START Supplied data

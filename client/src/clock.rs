//! Clock offset estimation against the server authority.
//!
//! A sync round sends `sample_count` probes one after another. Each reply
//! carries the echoed client send time and the server's clock reading; the
//! server reading is assumed to sit halfway through the round trip. The
//! final offset is the median of the per-sample offsets, which keeps a
//! single latency spike from dragging the estimate.

use crate::config::SyncConfig;
use crate::error::ClockSyncError;
use log::{debug, info, warn};
use shared::TimeSource;
use std::future::Future;
use std::sync::Arc;
use std::time::Duration;
use tokio::time::{sleep, timeout};

/// Current estimate of `server_time - local_time`.
#[derive(Debug, Clone, Copy, PartialEq)]
pub struct ClockEstimate {
    pub offset_ms: i64,
    pub rtt_ms: i64,
    pub sample_count: u32,
    pub synced: bool,
    pub last_synced_at: Option<i64>,
}

impl ClockEstimate {
    pub fn unsynced() -> Self {
        Self {
            offset_ms: 0,
            rtt_ms: 0,
            sample_count: 0,
            synced: false,
            last_synced_at: None,
        }
    }

    pub fn server_time_ms(&self, local_now_ms: i64) -> i64 {
        local_now_ms + self.offset_ms
    }
}

impl Default for ClockEstimate {
    fn default() -> Self {
        Self::unsynced()
    }
}

/// Server answer to a single time probe.
#[derive(Debug, Clone, Copy, PartialEq, Eq)]
pub struct ProbeReply {
    pub client_send_time_ms: i64,
    pub server_time_ms: i64,
}

/// Offset and round trip measured by one probe.
#[derive(Debug, Clone, Copy, PartialEq)]
pub struct ProbeSample {
    pub offset_ms: f64,
    pub rtt_ms: i64,
}

impl ProbeSample {
    pub fn from_reply(reply: ProbeReply, receive_time_ms: i64) -> Self {
        let rtt_ms = receive_time_ms - reply.client_send_time_ms;
        let server_time_at_receive = reply.server_time_ms as f64 + rtt_ms as f64 / 2.0;
        Self {
            offset_ms: server_time_at_receive - receive_time_ms as f64,
            rtt_ms,
        }
    }
}

/// Transport used to exchange time probes with the server.
pub trait ProbeChannel {
    fn probe(
        &mut self,
        client_send_time_ms: i64,
    ) -> impl Future<Output = Result<ProbeReply, ClockSyncError>> + Send;
}

pub fn median(values: &mut [f64]) -> Option<f64> {
    if values.is_empty() {
        return None;
    }
    values.sort_by(|a, b| a.total_cmp(b));
    let mid = values.len() / 2;
    if values.len() % 2 == 0 {
        Some((values[mid - 1] + values[mid]) / 2.0)
    } else {
        Some(values[mid])
    }
}

/// One self-contained sync round, detached from the synchronizer so it can
/// run on its own task while the owner keeps serving other events.
pub struct SyncRound {
    sample_count: u32,
    inter_sample_delay: Duration,
    probe_timeout: Duration,
    time: Arc<dyn TimeSource>,
}

impl SyncRound {
    pub async fn run<C: ProbeChannel>(
        self,
        channel: &mut C,
    ) -> Result<ClockEstimate, ClockSyncError> {
        let mut samples = Vec::with_capacity(self.sample_count as usize);

        for round in 0..self.sample_count {
            if round > 0 && !self.inter_sample_delay.is_zero() {
                sleep(self.inter_sample_delay).await;
            }

            let send_time = self.time.now_ms();
            match timeout(self.probe_timeout, channel.probe(send_time)).await {
                Ok(Ok(reply)) if reply.client_send_time_ms == send_time => {
                    let sample = ProbeSample::from_reply(reply, self.time.now_ms());
                    if sample.rtt_ms < 0 {
                        debug!("Probe {} dropped: negative round trip", round);
                        continue;
                    }
                    debug!(
                        "Probe {}: offset {:.1}ms, rtt {}ms",
                        round, sample.offset_ms, sample.rtt_ms
                    );
                    samples.push(sample);
                }
                Ok(Ok(reply)) => {
                    debug!(
                        "Probe {} dropped: echo {} does not match send time {}",
                        round, reply.client_send_time_ms, send_time
                    );
                }
                Ok(Err(e)) => {
                    debug!("Probe {} failed: {}", round, e);
                }
                Err(_) => {
                    debug!("Probe {} timed out after {:?}", round, self.probe_timeout);
                }
            }
        }

        let mut offsets: Vec<f64> = samples.iter().map(|s| s.offset_ms).collect();
        let mut rtts: Vec<f64> = samples.iter().map(|s| s.rtt_ms as f64).collect();

        match (median(&mut offsets), median(&mut rtts)) {
            (Some(offset), Some(rtt)) => Ok(ClockEstimate {
                offset_ms: offset.round() as i64,
                rtt_ms: rtt.round() as i64,
                sample_count: samples.len() as u32,
                synced: true,
                last_synced_at: Some(self.time.now_ms()),
            }),
            _ => Err(ClockSyncError::NoSamples {
                attempted: self.sample_count,
            }),
        }
    }
}

/// Owns the current clock estimate and guards against overlapping rounds.
pub struct ClockSynchronizer {
    sample_count: u32,
    inter_sample_delay: Duration,
    probe_timeout: Duration,
    time: Arc<dyn TimeSource>,
    estimate: ClockEstimate,
    in_progress: bool,
    /// Set when the estimate is invalidated while a round is out; that
    /// round's result must not be installed.
    round_invalidated: bool,
    last_error: Option<ClockSyncError>,
}

impl ClockSynchronizer {
    pub fn new(config: &SyncConfig, time: Arc<dyn TimeSource>) -> Self {
        Self {
            sample_count: config.sample_count,
            inter_sample_delay: config.inter_sample_delay(),
            probe_timeout: config.probe_timeout(),
            time,
            estimate: ClockEstimate::unsynced(),
            in_progress: false,
            round_invalidated: false,
            last_error: None,
        }
    }

    pub fn estimate(&self) -> ClockEstimate {
        self.estimate
    }

    pub fn offset_ms(&self) -> i64 {
        self.estimate.offset_ms
    }

    pub fn is_synced(&self) -> bool {
        self.estimate.synced
    }

    pub fn is_syncing(&self) -> bool {
        self.in_progress
    }

    pub fn last_error(&self) -> Option<&ClockSyncError> {
        self.last_error.as_ref()
    }

    /// Local wall clock translated onto the server timeline.
    pub fn server_time_ms(&self) -> i64 {
        self.estimate.server_time_ms(self.time.now_ms())
    }

    /// Claims the single sync slot. Must be paired with [`Self::finish_round`].
    pub fn begin_round(&mut self) -> Result<SyncRound, ClockSyncError> {
        if self.in_progress {
            return Err(ClockSyncError::AlreadyRunning);
        }
        self.in_progress = true;

        Ok(SyncRound {
            sample_count: self.sample_count,
            inter_sample_delay: self.inter_sample_delay,
            probe_timeout: self.probe_timeout,
            time: Arc::clone(&self.time),
        })
    }

    /// Releases the sync slot and installs the round's result.
    ///
    /// A failed round keeps whatever estimate was there before. A round that
    /// was running when the estimate got invalidated is discarded.
    pub fn finish_round(
        &mut self,
        result: Result<ClockEstimate, ClockSyncError>,
    ) -> Result<i64, ClockSyncError> {
        self.in_progress = false;

        if std::mem::take(&mut self.round_invalidated) {
            debug!("Discarding clock sync round started before invalidation");
            return Err(ClockSyncError::Invalidated);
        }

        match result {
            Ok(estimate) => {
                info!(
                    "Clock synced: offset {}ms, rtt {}ms ({}/{} samples)",
                    estimate.offset_ms, estimate.rtt_ms, estimate.sample_count, self.sample_count
                );
                self.estimate = estimate;
                self.last_error = None;
                Ok(estimate.offset_ms)
            }
            Err(e) => {
                warn!("Clock sync failed: {}", e);
                self.last_error = Some(e.clone());
                Err(e)
            }
        }
    }

    /// Runs a full sync round inline over `channel`.
    pub async fn sync<C: ProbeChannel>(&mut self, channel: &mut C) -> Result<i64, ClockSyncError> {
        let round = self.begin_round()?;
        let result = round.run(channel).await;
        self.finish_round(result)
    }

    /// Drops the estimate, e.g. when the connection is lost.
    pub fn invalidate(&mut self) {
        if self.estimate.synced {
            info!("Clock estimate invalidated");
        }
        self.estimate.synced = false;
        if self.in_progress {
            self.round_invalidated = true;
        }
    }
}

END Supplied data

Give the number of lines in the records above that contain "Future", with no other words.

Solution to this problem:
2